Assignment
Throughout the records below, find the lines with the string "ArgsError" and give how many there are, nothing else.

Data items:
((

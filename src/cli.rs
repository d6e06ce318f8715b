use crate::config::{CompoundRecord, Settings, SettingsFile, load_config};
use crate::diagram::build_figure;
use crate::error::{ArgsError, ConfigError};
use crate::gradient::GradientSet;
use crate::ir::Dataset;
use crate::layout_dump::write_layout_dump;
use crate::render::{OutputFormat, write_output};
use crate::theme::Theme;
use anyhow::Result;
use clap::{Parser, ValueEnum};
use std::path::PathBuf;

#[derive(Parser, Debug)]
#[command(
    name = "bandalign",
    version,
    about = "Plotter for electronic band alignment diagrams"
)]
pub struct Args {
    /// Path to a YAML (or JSON) file containing alignment information
    #[arg(short = 'f', long = "filename")]
    pub filename: Option<PathBuf>,

    /// Compound names, comma separated. Use $_x$ and $^y$ for subscript and superscript
    #[arg(short = 'n', long = "name")]
    pub name: Option<String>,

    /// Ionisation potentials, comma separated
    #[arg(short = 'i', long = "ip", allow_hyphen_values = true)]
    pub ip: Option<String>,

    /// Electron affinities, comma separated
    #[arg(short = 'e', long = "ea", allow_hyphen_values = true)]
    pub ea: Option<String>,

    /// Conduction band offsets relative to the first compound, comma separated
    #[arg(short = 'c', long = "cbo", allow_hyphen_values = true)]
    pub cbo: Option<String>,

    /// Valence band offsets relative to the first compound, comma separated
    #[arg(short = 'v', long = "vbo", allow_hyphen_values = true)]
    pub vbo: Option<String>,

    /// Band gaps, comma separated
    #[arg(short = 'b', long = "band-gap", allow_hyphen_values = true)]
    pub band_gap: Option<String>,

    /// Output file; the extension picks the format unless --format is given
    #[arg(short = 'o', long = "output", default_value = "alignment.pdf")]
    pub output: PathBuf,

    /// Output format
    #[arg(long = "format", value_enum)]
    pub format: Option<FormatArg>,

    /// Display the electron affinity value
    #[arg(long = "show-ea")]
    pub show_ea: bool,

    /// Hide the conduction band offsets
    #[arg(long = "hide-cbo")]
    pub hide_cbo: bool,

    /// Hide the valence band offsets
    #[arg(long = "hide-vbo")]
    pub hide_vbo: bool,

    /// Display the energy axis and its label
    #[arg(long = "show-axis")]
    pub show_axis: bool,

    /// Fade the conduction band segments
    #[arg(long = "fade-cb")]
    pub fade_cb: bool,

    /// Use flat colours instead of gradients
    #[arg(long = "no-gradients")]
    pub no_gradients: bool,

    /// Draw the water redox levels (vacuum alignment only)
    #[arg(long = "photocat-hlines")]
    pub photocat_hlines: bool,

    /// Figure height in inches
    #[arg(long = "height")]
    pub height: Option<f32>,

    /// Figure width in inches
    #[arg(long = "width")]
    pub width: Option<f32>,

    /// Energy minimum on the y axis
    #[arg(long = "emin", allow_hyphen_values = true)]
    pub emin: Option<f32>,

    /// Energy maximum on the y axis (offset alignment only)
    #[arg(long = "emax", allow_hyphen_values = true)]
    pub emax: Option<f32>,

    /// Gap between bars
    #[arg(long = "gap")]
    pub gap: Option<f32>,

    /// Width of each bar
    #[arg(long = "bar-width")]
    pub bar_width: Option<f32>,

    /// Preferred font, tried before the default fallback chain
    #[arg(long = "font")]
    pub font: Option<String>,

    /// Font size of all labels
    #[arg(long = "font-size")]
    pub font_size: Option<f32>,

    /// Colour of the compound names and offsets
    #[arg(long = "name-colour")]
    pub name_colour: Option<String>,

    /// Dots per inch for PNG output
    #[arg(long = "dpi")]
    pub dpi: Option<f32>,

    /// Also write the computed layout as JSON
    #[arg(long = "dump-layout")]
    pub dump_layout: Option<PathBuf>,
}

#[derive(ValueEnum, Debug, Clone, Copy, PartialEq, Eq)]
pub enum FormatArg {
    Svg,
    Png,
    Pdf,
}

impl From<FormatArg> for OutputFormat {
    fn from(value: FormatArg) -> Self {
        match value {
            FormatArg::Svg => OutputFormat::Svg,
            FormatArg::Png => OutputFormat::Png,
            FormatArg::Pdf => OutputFormat::Pdf,
        }
    }
}

#[derive(Debug, Clone, PartialEq, Eq)]
pub enum OffsetList {
    Cbo(String),
    Vbo(String),
}

/// Where the compounds come from.
#[derive(Debug, Clone, PartialEq, Eq)]
pub enum InputSource {
    File(PathBuf),
    Vacuum {
        names: String,
        ips: String,
        eas: String,
    },
    Offset {
        names: String,
        band_gaps: String,
        offsets: OffsetList,
    },
}

impl InputSource {
    /// Checks flag combinations. Nothing is read yet.
    pub fn from_args(args: &Args) -> Result<Self, ArgsError> {
        let vacuum_flags = args.ip.is_some() || args.ea.is_some();
        let offset_flags = args.band_gap.is_some() || args.cbo.is_some() || args.vbo.is_some();
        let inline = args.name.is_some() || vacuum_flags || offset_flags;

        if let Some(path) = &args.filename {
            if inline {
                return Err(ArgsError::FileAndInline);
            }
            return Ok(InputSource::File(path.clone()));
        }
        if !inline {
            return Err(ArgsError::NoInput);
        }
        if args.cbo.is_some() && args.vbo.is_some() {
            return Err(ArgsError::CboAndVbo);
        }
        if vacuum_flags && offset_flags {
            return Err(ArgsError::MixedInline);
        }
        if vacuum_flags {
            return match (&args.name, &args.ip, &args.ea) {
                (Some(names), Some(ips), Some(eas)) => Ok(InputSource::Vacuum {
                    names: names.clone(),
                    ips: ips.clone(),
                    eas: eas.clone(),
                }),
                _ => Err(ArgsError::IncompleteVacuum),
            };
        }
        let offsets = match (&args.cbo, &args.vbo) {
            (Some(cbo), None) => Some(OffsetList::Cbo(cbo.clone())),
            (None, Some(vbo)) => Some(OffsetList::Vbo(vbo.clone())),
            _ => None,
        };
        match (&args.name, &args.band_gap, offsets) {
            (Some(names), Some(band_gaps), Some(offsets)) => Ok(InputSource::Offset {
                names: names.clone(),
                band_gaps: band_gaps.clone(),
                offsets,
            }),
            _ => Err(ArgsError::IncompleteOffset),
        }
    }

    /// Compound records for inline input.
    pub fn inline_records(&self) -> Result<Vec<CompoundRecord>, ConfigError> {
        match self {
            InputSource::File(_) => Ok(Vec::new()),
            InputSource::Vacuum { names, ips, eas } => {
                let names = split_names(names);
                let ips = parse_list("ip", ips, names.len())?;
                let eas = parse_list("ea", eas, names.len())?;
                Ok(names
                    .into_iter()
                    .zip(ips)
                    .zip(eas)
                    .map(|((name, ip), ea)| CompoundRecord {
                        name: Some(name),
                        ip: Some(ip),
                        ea: Some(ea),
                        ..Default::default()
                    })
                    .collect())
            }
            InputSource::Offset {
                names,
                band_gaps,
                offsets,
            } => {
                let names = split_names(names);
                let band_gaps = parse_list("band-gap", band_gaps, names.len())?;
                let (flag, raw) = match offsets {
                    OffsetList::Cbo(raw) => ("cbo", raw),
                    OffsetList::Vbo(raw) => ("vbo", raw),
                };
                let values = parse_offsets(flag, raw, names.len())?;
                Ok(names
                    .into_iter()
                    .zip(band_gaps)
                    .zip(values)
                    .map(|((name, band_gap), offset)| {
                        let (vbo, cbo) = match offsets {
                            OffsetList::Cbo(_) => (None, Some(offset)),
                            OffsetList::Vbo(_) => (Some(offset), None),
                        };
                        CompoundRecord {
                            name: Some(name),
                            band_gap: Some(band_gap),
                            vbo,
                            cbo,
                            ..Default::default()
                        }
                    })
                    .collect())
            }
        }
    }
}

impl Args {
    /// Settings given explicitly on the command line. Unset flags leave the
    /// config's values alone.
    pub fn settings_overrides(&self) -> SettingsFile {
        let flag = |set: bool| set.then_some(true);
        SettingsFile {
            height: self.height,
            width: self.width,
            emin: self.emin,
            emax: self.emax,
            bar_width: self.bar_width,
            gap: self.gap,
            show_axis: flag(self.show_axis),
            show_ea: flag(self.show_ea),
            hide_cbo: flag(self.hide_cbo),
            hide_vbo: flag(self.hide_vbo),
            fade_cb: flag(self.fade_cb),
            name_colour: self.name_colour.clone(),
            label_size: self.font_size,
            font: self.font.clone(),
            gradients: self.no_gradients.then_some(false),
            photocat_hlines: flag(self.photocat_hlines),
            dpi: self.dpi,
        }
    }

    pub fn output_format(&self) -> Result<OutputFormat, ArgsError> {
        match self.format {
            Some(format) => Ok(format.into()),
            None => OutputFormat::from_path(&self.output)
                .ok_or_else(|| ArgsError::UnknownFormat(self.output.display().to_string())),
        }
    }
}

pub fn run() -> Result<()> {
    let args = Args::parse();
    run_with_args(&args)
}

pub fn run_with_args(args: &Args) -> Result<()> {
    let source = InputSource::from_args(args)?;
    let format = args.output_format()?;

    let (mut settings, records, gradients) = match &source {
        InputSource::File(path) => {
            let config = load_config(path)?;
            let gradients = GradientSet::from_specs(&config.gradients)?;
            (config.settings, config.compounds, gradients)
        }
        inline => (
            Settings::default(),
            inline.inline_records()?,
            GradientSet::default(),
        ),
    };
    settings.apply(args.settings_overrides());
    settings.validate()?;

    let dataset = Dataset::from_records(&records, &gradients)?;
    log::debug!(
        "{} compounds, {:?}, {} custom gradients",
        dataset.len(),
        dataset.mode(),
        gradients.len()
    );

    let theme = Theme::publication();
    let figure = build_figure(&dataset, &settings, &theme)?;

    write_output(&figure.svg, &args.output, format, settings.dpi)?;
    log::info!("wrote {:?} output to {}", format, args.output.display());
    // written last so a failed output leaves no dump behind
    if let Some(path) = &args.dump_layout {
        write_layout_dump(path, &figure.layout, &dataset)?;
        log::info!("wrote layout dump to {}", path.display());
    }
    Ok(())
}

fn split_names(raw: &str) -> Vec<String> {
    raw.split(',').map(|name| name.trim().to_string()).collect()
}

fn parse_values(flag: &'static str, raw: &str) -> Result<Vec<f32>, ConfigError> {
    raw.split(',')
        .map(|value| {
            value
                .trim()
                .parse::<f32>()
                .map_err(|_| ConfigError::InvalidNumber {
                    flag,
                    value: value.trim().to_string(),
                })
        })
        .collect()
}

fn parse_list(flag: &'static str, raw: &str, expected: usize) -> Result<Vec<f32>, ConfigError> {
    let values = parse_values(flag, raw)?;
    if values.len() != expected {
        return Err(ConfigError::LengthMismatch {
            flag,
            expected,
            found: values.len(),
        });
    }
    Ok(values)
}

/// Offsets are relative to the first compound, so its 0 may be left out.
fn parse_offsets(flag: &'static str, raw: &str, expected: usize) -> Result<Vec<f32>, ConfigError> {
    let mut values = parse_values(flag, raw)?;
    if values.len() + 1 == expected {
        values.insert(0, 0.0);
    }
    if values.len() != expected {
        return Err(ConfigError::LengthMismatch {
            flag,
            expected,
            found: values.len(),
        });
    }
    Ok(values)
}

))

Written response
10